Real estate photography has something in common with portrait photography — you often see the subject photographed head-on even when this is hardly the ideal angle.

When photographing a property head-on you often end up with far too much concrete in the foreground via the driveway and sidewalk — features that probably aren’t of primary concern to buyers.

Yard space and structural depth are more important and can be highlighted by shooting the property from an angle near the edge of the yard.

2. Hide Distractions

You always want to provide the truest possible representation of a property while also showing it at its best.

This simply means that you should compose your shots in such a way to hide or minimize distractions like garbage bins or even unsightly items that might be spilling over from a neighboring property.





The most effective techniques include filling the frame with just the most relevant sections of real estate and shooting on the side of the property opposite the unsightly elements to keep them out of the frame.

3. Choose The Right Time Of Day

Here again, you can apply some of the same principles as you would with a portrait, especially when it comes to avoiding shadows.

For example, if there are trees around a property they are going to cast long shadows onto a home at certain times of day — a look that doesn’t tend to make a great first impression.
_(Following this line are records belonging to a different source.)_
//! 必选字段检查
//!
//! 遍历 schema，必选的字符串、序列、映射必须非空，必选的子树指针必须存在。
//! 数值和布尔字段没有“缺失”状态，不做检查。

use runtime_spec::{
    Spec,
    schema::{self, Field, Node, Presence, Visitor},
};

#[derive(Default)]
struct MissingFields {
    paths: Vec<String>,
}

impl Visitor for MissingFields {
    fn visit(&mut self, path: &str, field: &Field<'_>) {
        if field.presence != Presence::Required {
            return;
        }
        let checked = matches!(
            field.node,
            Node::Str(_) | Node::Seq { .. } | Node::Map(_) | Node::Ptr(_)
        );
        if checked && field.node.is_empty() {
            self.paths.push(path.to_string());
        }
    }
}

/// 返回缺失的必选字段路径，按遍历顺序排列
pub fn missing_fields(spec: &Spec) -> Vec<String> {
    let mut visitor = MissingFields::default();
    schema::walk(spec, "", &mut visitor);
    visitor.paths
}
use cortex::store::{
    calculate_pareto_threshold, DecayCurve, DecayParams, EntityInput, EntityType, ExtractionStatus,
    GraphStore, Memory, MemoryCategory, MemoryInput, RelationInput, RelationType, TagInput,
};
use std::collections::HashMap;

fn test_db() -> GraphStore {
    GraphStore::open(":memory:").expect("in-memory db")
}

fn mem_with_ts(
    id: &str,
    category: MemoryCategory,
    importance: f64,
    retrieval_count: i64,
    created_ms: i64,
    accessed_ms: i64,
) -> Memory {
    Memory {
        id: id.into(),
        content: format!("test memory {id}"),
        category,
        importance,
        created_at: created_ms,
        last_accessed: accessed_ms,
        retrieval_count,
        extraction_status: ExtractionStatus::Pending,
        extraction_retries: 0,
        user_pinned: false,
        invalidated: false,
        agent_id: None,
        embedding: Some(vec![1.0, 0.0, 0.0]),
    }
}

fn now_ms() -> i64 {
    cortex::store::now_ms()
}

// --- insert + validation ---

#[test]
fn insert_and_get_roundtrip() {
    let db = test_db();
    let mem = db
        .insert_memory(MemoryInput::new("the user lives in Berlin", vec![0.6, 0.8]))
        .unwrap();
    let loaded = db.get_memory(&mem.id).unwrap().unwrap();
    assert_eq!(loaded.content, "the user lives in Berlin");
    assert_eq!(loaded.category, MemoryCategory::Other);
    assert_eq!(loaded.importance, 0.5);
    assert_eq!(loaded.extraction_status, ExtractionStatus::Pending);
    assert_eq!(loaded.embedding.unwrap(), vec![0.6, 0.8]);
}

#[test]
fn insert_clamps_importance() {
    let db = test_db();
    let low = db
        .insert_memory(MemoryInput::new("low importance entry for clamping", vec![1.0]).importance(0.01))
        .unwrap();
    assert_eq!(low.importance, 0.1);
    let high = db
        .insert_memory(MemoryInput::new("high importance entry for clamping", vec![1.0]).importance(3.0))
        .unwrap();
    assert_eq!(high.importance, 1.0);
}

#[test]
fn insert_rejects_empty_and_dimension_mismatch() {
    let db = test_db();
    assert!(db.insert_memory(MemoryInput::new("   ", vec![1.0])).is_err());
    db.insert_memory(MemoryInput::new("first fixes the dimension", vec![1.0, 0.0, 0.0]))
        .unwrap();
    let err = db
        .insert_memory(MemoryInput::new("wrong dimension", vec![1.0, 0.0]))
        .unwrap_err();
    assert!(err.to_string().contains("dimension"));
}

// --- extraction status transitions ---

#[test]
fn status_transitions_are_monotonic() {
    let db = test_db();
    let mem = db.insert_memory(MemoryInput::new("pending memory for status test", vec![1.0])).unwrap();

    // pending → pending with retry bump
    assert!(db.update_extraction_status(&mem.id, ExtractionStatus::Pending, true).unwrap());
    assert_eq!(db.get_memory(&mem.id).unwrap().unwrap().extraction_retries, 1);

    // pending → complete
    assert!(db.update_extraction_status(&mem.id, ExtractionStatus::Complete, false).unwrap());

    // complete is terminal: no further transition is accepted
    assert!(!db.update_extraction_status(&mem.id, ExtractionStatus::Failed, false).unwrap());
    assert!(!db.update_extraction_status(&mem.id, ExtractionStatus::Pending, true).unwrap());
    let loaded = db.get_memory(&mem.id).unwrap().unwrap();
    assert_eq!(loaded.extraction_status, ExtractionStatus::Complete);
    assert_eq!(loaded.extraction_retries, 1);
}

// --- batch entity operations ---

fn sample_artifacts() -> (Vec<EntityInput>, Vec<RelationInput>, Vec<TagInput>) {
    let entities = vec![
        EntityInput {
            name: "claire".into(),
            etype: EntityType::Person,
            aliases: vec!["claire b.".into()],
            description: Some("the user's sister".into()),
        },
        EntityInput {
            name: "lisbon".into(),
            etype: EntityType::Location,
            aliases: vec![],
            description: None,
        },
    ];
    let relationships = vec![RelationInput {
        source: "claire".into(),
        target: "lisbon".into(),
        rtype: RelationType::LivesAt,
        confidence: 0.9,
    }];
    let tags = vec![TagInput { name: "family".into(), category: "topic".into() }];
    (entities, relationships, tags)
}

#[test]
fn batch_ops_link_and_complete() {
    let db = test_db();
    let mem = db
        .insert_memory(MemoryInput::new("Claire moved to Lisbon", vec![1.0]))
        .unwrap();
    let (entities, relationships, tags) = sample_artifacts();
    db.batch_entity_operations(&mem.id, &entities, &relationships, &tags, Some(MemoryCategory::Fact))
        .unwrap();

    let loaded = db.get_memory(&mem.id).unwrap().unwrap();
    assert_eq!(loaded.extraction_status, ExtractionStatus::Complete);
    assert_eq!(loaded.category, MemoryCategory::Fact);
    assert_eq!(db.mentioned_entities(&mem.id).unwrap(), vec!["claire", "lisbon"]);
    assert_eq!(db.memory_tags(&mem.id).unwrap(), vec!["family"]);
}

#[test]
fn batch_ops_merge_by_name_and_type() {
    let db = test_db();
    let a = db.insert_memory(MemoryInput::new("first mention of Claire", vec![1.0])).unwrap();
    let b = db.insert_memory(MemoryInput::new("second mention of Claire", vec![1.0])).unwrap();
    let (entities, relationships, tags) = sample_artifacts();

    db.batch_entity_operations(&a.id, &entities, &relationships, &tags, None).unwrap();
    db.batch_entity_operations(&b.id, &entities, &relationships, &tags, None).unwrap();

    // MERGE on (name, type) and on tag name: no duplicates after two rounds
    let stats = db.stats().unwrap();
    assert_eq!(stats.entities, 2);
    assert_eq!(stats.tags, 1);
    assert_eq!(db.mentioned_entities(&b.id).unwrap(), vec!["claire", "lisbon"]);
}

#[test]
fn batch_ops_never_demote_core() {
    let db = test_db();
    let mem = db.insert_memory(MemoryInput::new("a core memory", vec![1.0])).unwrap();
    db.promote_to_core(&[mem.id.clone()]).unwrap();

    db.batch_entity_operations(&mem.id, &[], &[], &[], Some(MemoryCategory::Fact)).unwrap();
    let loaded = db.get_memory(&mem.id).unwrap().unwrap();
    assert_eq!(loaded.category, MemoryCategory::Core);
}

// --- orphan cleanup ---

#[test]
fn orphan_cleanup_after_prune() {
    let db = test_db();
    let mem = db.insert_memory(MemoryInput::new("Claire moved to Lisbon", vec![1.0])).unwrap();
    let (entities, relationships, tags) = sample_artifacts();
    db.batch_entity_operations(&mem.id, &entities, &relationships, &tags, None).unwrap();

    assert!(db.find_orphan_entities().unwrap().is_empty());
    assert!(db.find_orphan_tags().unwrap().is_empty());

    assert_eq!(db.prune_memories(&[mem.id.clone()]).unwrap(), 1);
    assert_eq!(db.find_orphan_entities().unwrap().len(), 2);
    assert_eq!(db.find_orphan_tags().unwrap().len(), 1);

    assert_eq!(db.delete_orphan_entities().unwrap(), 2);
    assert_eq!(db.delete_orphan_tags().unwrap(), 1);
    let stats = db.stats().unwrap();
    assert_eq!(stats.entities, 0);
    assert_eq!(stats.tags, 0);
}

// --- scoring ---

#[test]
fn effective_score_formula() {
    let db = test_db();
    let now = now_ms();
    // accessed now, 5 retrievals, importance 0.8
    let m = mem_with_ts("scored", MemoryCategory::Fact, 0.8, 5, now - 1000, now);
    db.import_memories(&[m]).unwrap();

    let scores = db.calculate_all_effective_scores(None).unwrap();
    assert_eq!(scores.len(), 1);
    let expected = 0.8 * (1.0 + (6.0f64).ln() * 0.3); // recency ≈ 1 at zero days
    assert!((scores[0].effective_score - expected).abs() < 1e-3);
}

#[test]
fn recency_halves_every_two_weeks() {
    let db = test_db();
    let now = now_ms();
    let fresh = mem_with_ts("fresh", MemoryCategory::Fact, 0.5, 0, now, now);
    let stale = mem_with_ts("stale", MemoryCategory::Fact, 0.5, 0, now, now - 14 * 86_400_000);
    db.import_memories(&[fresh, stale]).unwrap();

    let scores = db.calculate_all_effective_scores(None).unwrap();
    let by_id: HashMap<_, _> = scores.iter().map(|s| (s.id.as_str(), s.effective_score)).collect();
    let ratio = by_id["stale"] / by_id["fresh"];
    assert!((ratio - 0.5).abs() < 0.01, "ratio was {ratio}");
}

#[test]
fn invalidated_memories_are_not_scored() {
    let db = test_db();
    let now = now_ms();
    let mut dead = mem_with_ts("dead", MemoryCategory::Fact, 0.5, 0, now, now);
    dead.invalidated = true;
    db.import_memories(&[dead, mem_with_ts("alive", MemoryCategory::Fact, 0.5, 0, now, now)])
        .unwrap();
    let scores = db.calculate_all_effective_scores(None).unwrap();
    assert_eq!(scores.len(), 1);
    assert_eq!(scores[0].id, "alive");
}

#[test]
fn pareto_threshold_within_one_element() {
    let scores: Vec<f64> = (1..=10).map(|i| i as f64).collect();
    let threshold = calculate_pareto_threshold(&scores, 0.8);
    // 8 of 10 scores lie strictly below the cut
    let below = scores.iter().filter(|&&s| s < threshold).count();
    assert!((below as i64 - 8).abs() <= 1, "below={below} threshold={threshold}");

    assert_eq!(calculate_pareto_threshold(&[], 0.8), 0.0);
    assert_eq!(calculate_pareto_threshold(&[3.0], 0.8), 3.0);
    // pct=1.0 clamps to the max rather than indexing past the end
    assert_eq!(calculate_pareto_threshold(&scores, 1.0), 10.0);
}

// --- decay ---

#[test]
fn decay_selects_old_low_importance() {
    let db = test_db();
    let now = now_ms();
    let old = now - 120 * 86_400_000;
    db.import_memories(&[
        mem_with_ts("old-weak", MemoryCategory::Other, 0.2, 0, old, old),
        mem_with_ts("old-strong", MemoryCategory::Other, 1.0, 0, old, old),
        mem_with_ts("fresh", MemoryCategory::Other, 0.2, 0, now, now),
    ])
    .unwrap();

    let params = DecayParams {
        retention_threshold: 0.05,
        base_half_life_days: 30.0,
        importance_multiplier: 1.0,
        decay_curves: None,
        agent_id: None,
    };
    let decayed = db.find_decayed_memories(&params).unwrap();
    assert!(decayed.contains(&"old-weak".to_string()));
    assert!(!decayed.contains(&"fresh".to_string()));
    // importance 1.0 → half-life 45d, 120d → 0.157 retained, above threshold
    assert!(!decayed.contains(&"old-strong".to_string()));
}

#[test]
fn decay_exempts_core_and_pinned() {
    let db = test_db();
    let old = now_ms() - 365 * 86_400_000;
    let mut pinned = mem_with_ts("pinned", MemoryCategory::Other, 0.1, 0, old, old);
    pinned.user_pinned = true;
    db.import_memories(&[
        pinned,
        mem_with_ts("core", MemoryCategory::Core, 0.1, 0, old, old),
        mem_with_ts("doomed", MemoryCategory::Other, 0.1, 0, old, old),
    ])
    .unwrap();

    let params = DecayParams {
        retention_threshold: 0.05,
        base_half_life_days: 30.0,
        importance_multiplier: 1.0,
        decay_curves: None,
        agent_id: None,
    };
    let decayed = db.find_decayed_memories(&params).unwrap();
    assert_eq!(decayed, vec!["doomed".to_string()]);
}

#[test]
fn decay_curve_overrides_half_life() {
    let db = test_db();
    let old = now_ms() - 120 * 86_400_000;
    db.import_memories(&[mem_with_ts("pref", MemoryCategory::Preference, 0.5, 0, old, old)])
        .unwrap();

    let mut base = DecayParams {
        retention_threshold: 0.05,
        base_half_life_days: 30.0,
        importance_multiplier: 1.0,
        decay_curves: None,
        agent_id: None,
    };
    // default half-life 30d: 0.5 × 2^(−4) ≈ 0.031 < 0.05 → decayed
    assert_eq!(db.find_decayed_memories(&base).unwrap().len(), 1);

    // preference curve with a very long half-life rescues it
    let mut curves = HashMap::new();
    curves.insert("preference".to_string(), DecayCurve { half_life_days: 365.0 });
    base.decay_curves = Some(curves);
    assert!(db.find_decayed_memories(&base).unwrap().is_empty());
}

#[test]
fn prune_refuses_core_and_pinned() {
    let db = test_db();
    let now = now_ms();
    let mut pinned = mem_with_ts("pinned", MemoryCategory::Other, 0.5, 0, now, now);
    pinned.user_pinned = true;
    db.import_memories(&[
        pinned,
        mem_with_ts("core", MemoryCategory::Core, 0.5, 0, now, now),
        mem_with_ts("plain", MemoryCategory::Other, 0.5, 0, now, now),
    ])
    .unwrap();

    let ids: Vec<String> = ["pinned", "core", "plain"].iter().map(|s| s.to_string()).collect();
    assert_eq!(db.prune_memories(&ids).unwrap(), 1);
    assert!(db.get_memory("pinned").unwrap().is_some());
    assert!(db.get_memory("core").unwrap().is_some());
    assert!(db.get_memory("plain").unwrap().is_none());
}

// --- pending extractions + counts ---

#[test]
fn pending_listing_and_counts() {
    let db = test_db();
    let a = db.insert_memory(MemoryInput::new("first pending entry text", vec![1.0])).unwrap();
    let b = db.insert_memory(MemoryInput::new("second pending entry text", vec![1.0])).unwrap();
    db.update_extraction_status(&b.id, ExtractionStatus::Failed, false).unwrap();

    let pending = db.list_pending_extractions(10, None).unwrap();
    assert_eq!(pending.len(), 1);
    assert_eq!(pending[0].id, a.id);

    let counts = db.count_by_extraction_status(None).unwrap();
    assert_eq!(counts.pending, 1);
    assert_eq!(counts.failed, 1);
    assert_eq!(counts.complete, 0);
}

#[test]
fn agent_filter_scopes_queries() {
    let db = test_db();
    db.insert_memory(MemoryInput::new("memory for agent alpha", vec![1.0]).agent_id("alpha"))
        .unwrap();
    db.insert_memory(MemoryInput::new("memory for agent beta", vec![1.0]).agent_id("beta"))
        .unwrap();

    assert_eq!(db.list_pending_extractions(10, Some("alpha")).unwrap().len(), 1);
    assert_eq!(db.list_pending_extractions(10, None).unwrap().len(), 2);
    assert_eq!(db.count_by_extraction_status(Some("beta")).unwrap().pending, 1);
    assert_eq!(db.calculate_all_effective_scores(Some("alpha")).unwrap().len(), 1);
}

// --- core listing ---

#[test]
fn core_listing_ranks_by_usage() {
    let db = test_db();
    let now = now_ms();
    let mut hot = mem_with_ts("hot", MemoryCategory::Core, 0.1, 50, now, now);
    hot.importance = 0.1; // importance must NOT affect core retrieval order
    let cold = mem_with_ts("cold", MemoryCategory::Core, 1.0, 0, now, now - 30 * 86_400_000);
    db.import_memories(&[cold, hot]).unwrap();

    let core = db.list_core_memories(10).unwrap();
    assert_eq!(core.len(), 2);
    assert_eq!(core[0].id, "hot");
}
One solution is to photograph the property on a cloudy day if possible. Or wait until early evening when the sun is lower and at an angle to either side of the property.

You will also need to move around the property yourself to test out different angles, as well as possibly returning to the location at different times of the day.

4. Accentuate The Best Features

A wide angle lens is a real estate photographer’s go-to tool, but not everything on a home’s exterior is best presented this way.

Interesting architectural design flourishes, unique building materials and indulgences like a pool, deck or garden should be highlighted. Get in close enough to provide detail, convey proximity and provide a sense of scale for the viewer, but don’t get so close that the visuals lose context.

Final Thoughts

Of course, before you take your first shot you need to make sure the property is clean and tidy.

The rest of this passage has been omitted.